In some embodiments, the method may further include performing the focus scan to capture the stack of images of the feature formed within/on the substrate, wherein the focus scan is performed using the ideal illumination intensity. In such embodiments, the method may further include: analyzing the stack of images captured during the focus scan to determine image quality; and processing the stack of images to generate a three-dimensional (3D) reconstruction of the feature if the image quality is determined to be sufficient.

In some embodiments, if the image quality is determined to be insufficient, the method may further include: automatically adjusting the illumination intensity used by the camera system to a new illumination intensity; performing a focus scan to capture a new stack of images of the feature formed within/on the substrate, wherein the focus scan is performed using the new illumination intensity; and analyzing the new stack of images captured during the focus scan to determine image quality.

In some embodiments, the method may repeat said automatically adjusting the illumination intensity used by the camera system to a new illumination intensity, said performing a focus scan to capture a new stack of images of the feature formed within/on the substrate, and said analyzing the new stack of images captured during the focus scan to determine image quality until the image quality is determined to be sufficient.

In some embodiments, the method may further include processing the new stack of images to generate a 3D reconstruction of the feature when the image quality is determined to be sufficient.

According to yet another embodiment, a method is provided herein to adjust a shape of off-axis illumination used by a camera system to capture a stack of images of a feature formed within/on a semiconductor substrate.

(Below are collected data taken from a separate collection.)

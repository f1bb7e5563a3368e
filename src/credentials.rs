//! `CredentialSource`: external collaborator for identity-provider sign-in.
//!
//! Concrete identity-provider implementations (e-mail/password, OAuth,
//! anonymous) live outside this crate; this module defines the contract
//! `EngineDataModel` drives and the refresh-scheduling policy.

use async_trait::async_trait;
use chrono::{DateTime, Duration, Utc};

/// Outcome of [`CredentialSource::sign_in`].
#[derive(Debug, Clone)]
pub enum SignInOutcome {
    SignedIn {
        user_id: String,
        id_token: String,
        refresh_token: String,
        expires_at: DateTime<Utc>,
        email: Option<String>,
    },
    Failed(String),
    Aborted,
}

/// Outcome of [`CredentialSource::delete_user`].
#[derive(Debug, Clone, Copy, PartialEq, Eq)]
pub struct DeleteOutcome {
    pub success: bool,
}

#[async_trait]
pub trait CredentialSource: Send + Sync {
    async fn sign_in(&self) -> SignInOutcome;
    /// Attempt a token refresh using a previously stored refresh token. A
    /// `None` or empty refresh token forces a full [`Self::sign_in`].
    async fn refresh(&self, refresh_token: &str) -> SignInOutcome;
    async fn log_out(&self);
    async fn abort(&self);
    async fn delete_user(&self, id_token: &str) -> DeleteOutcome;
}

/// How long before `expires_at` the engine schedules a refresh attempt.
pub const REFRESH_LEAD: Duration = Duration::minutes(1);

/// Decide what the engine should do with the current credential set at
/// `now`. Pure function so the scheduling policy is unit-testable without a
/// real timer.
#[derive(Debug, Clone, Copy, PartialEq, Eq)]
pub enum RefreshDecision {
    /// Nothing to do yet.
    Wait,
    /// Attempt a refresh using the stored refresh token.
    Refresh,
    /// No usable refresh token; a full sign-in is required.
    FullSignIn,
}

pub fn refresh_decision(
    now: DateTime<Utc>,
    expires_at: DateTime<Utc>,
    refresh_token: &str,
) -> RefreshDecision {
    if refresh_token.is_empty() {
        return RefreshDecision::FullSignIn;
    }
    if now >= expires_at - REFRESH_LEAD {
        RefreshDecision::Refresh
    } else {
        RefreshDecision::Wait
    }
}

/// Deterministic in-memory `CredentialSource`, for tests and the CLI.
pub struct StaticCredentialSource {
    pub user_id: String,
    pub id_token: String,
    pub refresh_token: String,
    pub expires_at: DateTime<Utc>,
}

#[async_trait]
impl CredentialSource for StaticCredentialSource {
    async fn sign_in(&self) -> SignInOutcome {
        SignInOutcome::SignedIn {
            user_id: self.user_id.clone(),
            id_token: self.id_token.clone(),
            refresh_token: self.refresh_token.clone(),
            expires_at: self.expires_at,
            email: None,
        }
    }

    async fn refresh(&self, refresh_token: &str) -> SignInOutcome {
        if refresh_token.is_empty() {
            return SignInOutcome::Failed("empty refresh token".into());
        }
        self.sign_in().await
    }

    async fn log_out(&self) {}
    async fn abort(&self) {}

    async fn delete_user(&self, _id_token: &str) -> DeleteOutcome {
        DeleteOutcome { success: true }
    }
}

#[cfg(test)]
mod tests {
    use super::*;

    fn ts(mins_from_epoch: i64) -> DateTime<Utc> {
        DateTime::<Utc>::from_timestamp(mins_from_epoch * 60, 0).unwrap()
    }

    #[test]
    fn empty_refresh_token_forces_full_sign_in() {
        let decision = refresh_decision(ts(0), ts(100), "");
        assert_eq!(decision, RefreshDecision::FullSignIn);
    }

    #[test]
    fn refresh_fires_one_minute_before_expiry() {
        let expires_at = ts(100);
        assert_eq!(
            refresh_decision(ts(98), expires_at, "tok"),
            RefreshDecision::Wait
        );
        assert_eq!(
            refresh_decision(ts(99), expires_at, "tok"),
            RefreshDecision::Refresh
        );
    }
}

In general, the method may include: capturing a first set of images (I) of the feature while illuminating the feature at each of a plurality of off-axis illumination locations, which are spaced across an aperture of the camera system; analyzing each image of the first set of images to obtain information content (S) for illumination detected from the feature when illuminated at each of the first plurality of off-axis illumination locations; interpolating the information content (S) obtained from the first set of images (I) across the aperture of the camera system to estimate an information surface for the illumination detected from the feature across the aperture; identifying a first point (A) corresponding to a maximum value of the information surface; capturing a first additional image (I) of the feature while illuminating the feature from an off-axis illumination location corresponding to the first point (A); analyzing the first additional image (I) to obtain information content (S) for the illumination detected from the feature when illuminated from the off-axis illumination location corresponding to the first point (A); interpolating the information content (S+S) obtained from the first set of images (I) and the first additional image (I) across the aperture of the camera system to estimate a new information surface for the illumination detected from the feature across the aperture; and using the new information surface to define the shape of the off-axis illumination.

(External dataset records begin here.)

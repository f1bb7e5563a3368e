//! Async front door onto a [`DatabaseWatcher`].
//!
//! All SQL for one database runs on a single dedicated OS thread; callers
//! talk to it over a command channel and a oneshot reply per call, the same
//! connection-manager shape used to front a non-`Send` database handle with
//! an async API.

use std::collections::HashSet;
use std::path::PathBuf;
use std::thread::JoinHandle;

use chrono::{DateTime, Utc};
use rusqlite::Connection;
use tokio::sync::{mpsc, oneshot};

use super::DatabaseWatcher;
use crate::error::SyncError;
use crate::transformer::CloudTransformer;
use crate::types::{CloudData, LocalData, ObjectKey, ResyncFlag, StoreResult, TableConfig, TableState};

type Reply<T> = oneshot::Sender<Result<T, SyncError>>;

enum Command {
    AddTable(TableConfig, Reply<()>),
    RemoveTable(String, Reply<()>),
    UnsyncTable(String, Reply<()>),
    DropTable(String, Reply<()>),
    Reactivate(Reply<Vec<String>>),
    DropAll(Reply<()>),
    ListUserTables(Reply<Vec<String>>),
    SyncedTables(Reply<Vec<String>>),
    LoadNextPending(String, Reply<Option<LocalData>>),
    StoreRemote(String, CloudData, Reply<StoreResult>),
    MarkUploaded(ObjectKey, DateTime<Utc>, Reply<()>),
    MarkCorrupted(ObjectKey, DateTime<Utc>, Reply<()>),
    Resync(String, HashSet<ResyncFlag>, Reply<()>),
    LastSync(String, Reply<Option<DateTime<Utc>>>),
    TableState(String, Reply<Option<TableState>>),
    Shutdown,
}

/// Owns the worker thread's lifetime; dropping it asks the thread to exit
/// and joins it so the underlying connection always closes cleanly.
pub struct WatcherHandle {
    commands: mpsc::UnboundedSender<Command>,
    worker: Option<JoinHandle<()>>,
}

impl WatcherHandle {
    /// Open `path` on a dedicated thread and start serving commands.
    /// `path` is `None` for an in-memory database (primarily for tests).
    pub fn spawn(
        path: Option<PathBuf>,
        transformer: Box<dyn CloudTransformer>,
    ) -> Result<(Self, mpsc::UnboundedReceiver<String>), SyncError> {
        let (cmd_tx, mut cmd_rx) = mpsc::unbounded_channel::<Command>();
        let (ready_tx, ready_rx) = std::sync::mpsc::channel::<Result<mpsc::UnboundedReceiver<String>, SyncError>>();

        let worker = std::thread::Builder::new()
            .name("sync-engine-watcher".into())
            .spawn(move || {
                let conn = match &path {
                    Some(p) => Connection::open(p),
                    None => Connection::open_in_memory(),
                };
                let conn = match conn {
                    Ok(c) => c,
                    Err(e) => {
                        let _ = ready_tx.send(Err(SyncError::Sqlite(e)));
                        return;
                    }
                };
                let watcher = match DatabaseWatcher::new(conn, transformer) {
                    Ok((w, rx)) => {
                        let _ = ready_tx.send(Ok(rx));
                        w
                    }
                    Err(e) => {
                        let _ = ready_tx.send(Err(e));
                        return;
                    }
                };

                while let Some(cmd) = cmd_rx.blocking_recv() {
                    if !dispatch(&watcher, cmd) {
                        break;
                    }
                }
            })
            .map_err(|_| SyncError::State("failed to spawn watcher thread"))?;

        let changed_rx = ready_rx
            .recv()
            .map_err(|_| SyncError::State("watcher thread exited before reporting readiness"))??;

        Ok((
            Self {
                commands: cmd_tx,
                worker: Some(worker),
            },
            changed_rx,
        ))
    }

    async fn call<T>(&self, build: impl FnOnce(Reply<T>) -> Command) -> Result<T, SyncError> {
        let (tx, rx) = oneshot::channel();
        self.commands
            .send(build(tx))
            .map_err(|_| SyncError::State("watcher thread is gone"))?;
        rx.await.map_err(|_| SyncError::State("watcher thread dropped reply"))?
    }

    pub async fn add_table(&self, cfg: TableConfig) -> Result<(), SyncError> {
        self.call(|r| Command::AddTable(cfg, r)).await
    }

    pub async fn remove_table(&self, table: impl Into<String>) -> Result<(), SyncError> {
        self.call(|r| Command::RemoveTable(table.into(), r)).await
    }

    pub async fn unsync_table(&self, table: impl Into<String>) -> Result<(), SyncError> {
        self.call(|r| Command::UnsyncTable(table.into(), r)).await
    }

    pub async fn drop_table(&self, table: impl Into<String>) -> Result<(), SyncError> {
        self.call(|r| Command::DropTable(table.into(), r)).await
    }

    pub async fn reactivate(&self) -> Result<Vec<String>, SyncError> {
        self.call(Command::Reactivate).await
    }

    pub async fn drop_all(&self) -> Result<(), SyncError> {
        self.call(Command::DropAll).await
    }

    pub async fn list_user_tables(&self) -> Result<Vec<String>, SyncError> {
        self.call(Command::ListUserTables).await
    }

    pub async fn synced_tables(&self) -> Result<Vec<String>, SyncError> {
        self.call(Command::SyncedTables).await
    }

    pub async fn load_next_pending(&self, table: impl Into<String>) -> Result<Option<LocalData>, SyncError> {
        let table = table.into();
        self.call(|r| Command::LoadNextPending(table, r)).await
    }

    pub async fn store_remote(&self, table: impl Into<String>, data: CloudData) -> Result<StoreResult, SyncError> {
        let table = table.into();
        self.call(|r| Command::StoreRemote(table, data, r)).await
    }

    pub async fn mark_uploaded(&self, key: ObjectKey, accepted_modified: DateTime<Utc>) -> Result<(), SyncError> {
        self.call(|r| Command::MarkUploaded(key, accepted_modified, r)).await
    }

    pub async fn mark_corrupted(&self, key: ObjectKey, tstamp: DateTime<Utc>) -> Result<(), SyncError> {
        self.call(|r| Command::MarkCorrupted(key, tstamp, r)).await
    }

    pub async fn resync(&self, table: impl Into<String>, flags: HashSet<ResyncFlag>) -> Result<(), SyncError> {
        let table = table.into();
        self.call(|r| Command::Resync(table, flags, r)).await
    }

    pub async fn last_sync(&self, table: impl Into<String>) -> Result<Option<DateTime<Utc>>, SyncError> {
        let table = table.into();
        self.call(|r| Command::LastSync(table, r)).await
    }

    pub async fn table_state(&self, table: impl Into<String>) -> Result<Option<TableState>, SyncError> {
        let table = table.into();
        self.call(|r| Command::TableState(table, r)).await
    }
}

impl Drop for WatcherHandle {
    fn drop(&mut self) {
        let _ = self.commands.send(Command::Shutdown);
        if let Some(worker) = self.worker.take() {
            let _ = worker.join();
        }
    }
}

/// Runs one command against `watcher`, returns `false` on `Shutdown`.
fn dispatch(watcher: &DatabaseWatcher, cmd: Command) -> bool {
    match cmd {
        Command::AddTable(cfg, reply) => {
            let _ = reply.send(watcher.add_table(&cfg));
        }
        Command::RemoveTable(table, reply) => {
            let _ = reply.send(watcher.remove_table(&table));
        }
        Command::UnsyncTable(table, reply) => {
            let _ = reply.send(watcher.unsync_table(&table));
        }
        Command::DropTable(table, reply) => {
            let _ = reply.send(watcher.drop_table(&table));
        }
        Command::Reactivate(reply) => {
            let _ = reply.send(watcher.reactivate());
        }
        Command::DropAll(reply) => {
            let _ = reply.send(watcher.drop_all());
        }
        Command::ListUserTables(reply) => {
            let _ = reply.send(watcher.list_user_tables());
        }
        Command::SyncedTables(reply) => {
            let _ = reply.send(watcher.synced_tables());
        }
        Command::LoadNextPending(table, reply) => {
            let _ = reply.send(watcher.load_next_pending(&table));
        }
        Command::StoreRemote(table, data, reply) => {
            let _ = reply.send(watcher.store_remote(&table, &data));
        }
        Command::MarkUploaded(key, modified, reply) => {
            let _ = reply.send(watcher.mark_uploaded(&key, modified));
        }
        Command::MarkCorrupted(key, tstamp, reply) => {
            let _ = reply.send(watcher.mark_corrupted(&key, tstamp));
        }
        Command::Resync(table, flags, reply) => {
            let _ = reply.send(watcher.resync(&table, &flags));
        }
        Command::LastSync(table, reply) => {
            let _ = reply.send(watcher.last_sync(&table));
        }
        Command::TableState(table, reply) => {
            let _ = reply.send(watcher.table_state(&table));
        }
        Command::Shutdown => return false,
    }
    true
}

#[cfg(test)]
mod tests {
    use super::*;
    use crate::transformer::IdentityTransformer;

    #[tokio::test]
    async fn spawn_add_table_and_load_pending_round_trip() {
        let (handle, _changed) = WatcherHandle::spawn(None, Box::new(IdentityTransformer)).unwrap();

        // A fresh in-memory database has no user tables yet; expect a
        // schema error rather than a panic or hang.
        let err = handle.add_table(TableConfig::new("missing")).await.unwrap_err();
        assert!(matches!(err, SyncError::Schema { .. }));
    }
}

In some embodiments, the method may further include: performing a focus scan to capture the stack of images of the feature formed within/on a semiconductor substrate, wherein the focus scan is performed using the shape of the off-axis illumination defined by the new information surface; and processing the stack of images captured during the focus scan to generate a three-dimensional (3D) reconstruction of the feature.

In some embodiments, before using the new information surface to define the shape of the off-axis illumination, the method may further include determining if a termination condition has been satisfied for a metric of image quality determined for the first additional image (I). In some embodiments, said using the new information surface to define the shape of the off-axis illumination may only performed only if the termination condition has been satisfied.

If the termination condition has not been satisfied, the method may further include: identifying a second point (B) corresponding to a maximum value of the new information surface; capturing a second additional image (I) of the feature while illuminating the feature from an off-axis illumination location corresponding to the second point (B); analyzing the second additional image (I) to obtain information content (S) for the illumination detected from the feature when illuminated from the off-axis illumination location corresponding to the second point (B); interpolating the information content (S+S+S) obtained from the first set of images (I), the first additional image (I) and the second additional image (I) across the aperture of the camera system to estimate a new information surface for the illumination detected from the feature across the aperture; determining if the termination condition has been satisfied for the metric of image quality determined for the second additional image (I); and using the new information surface to define the shape of the off-axis illumination only if the termination condition has been satisfied.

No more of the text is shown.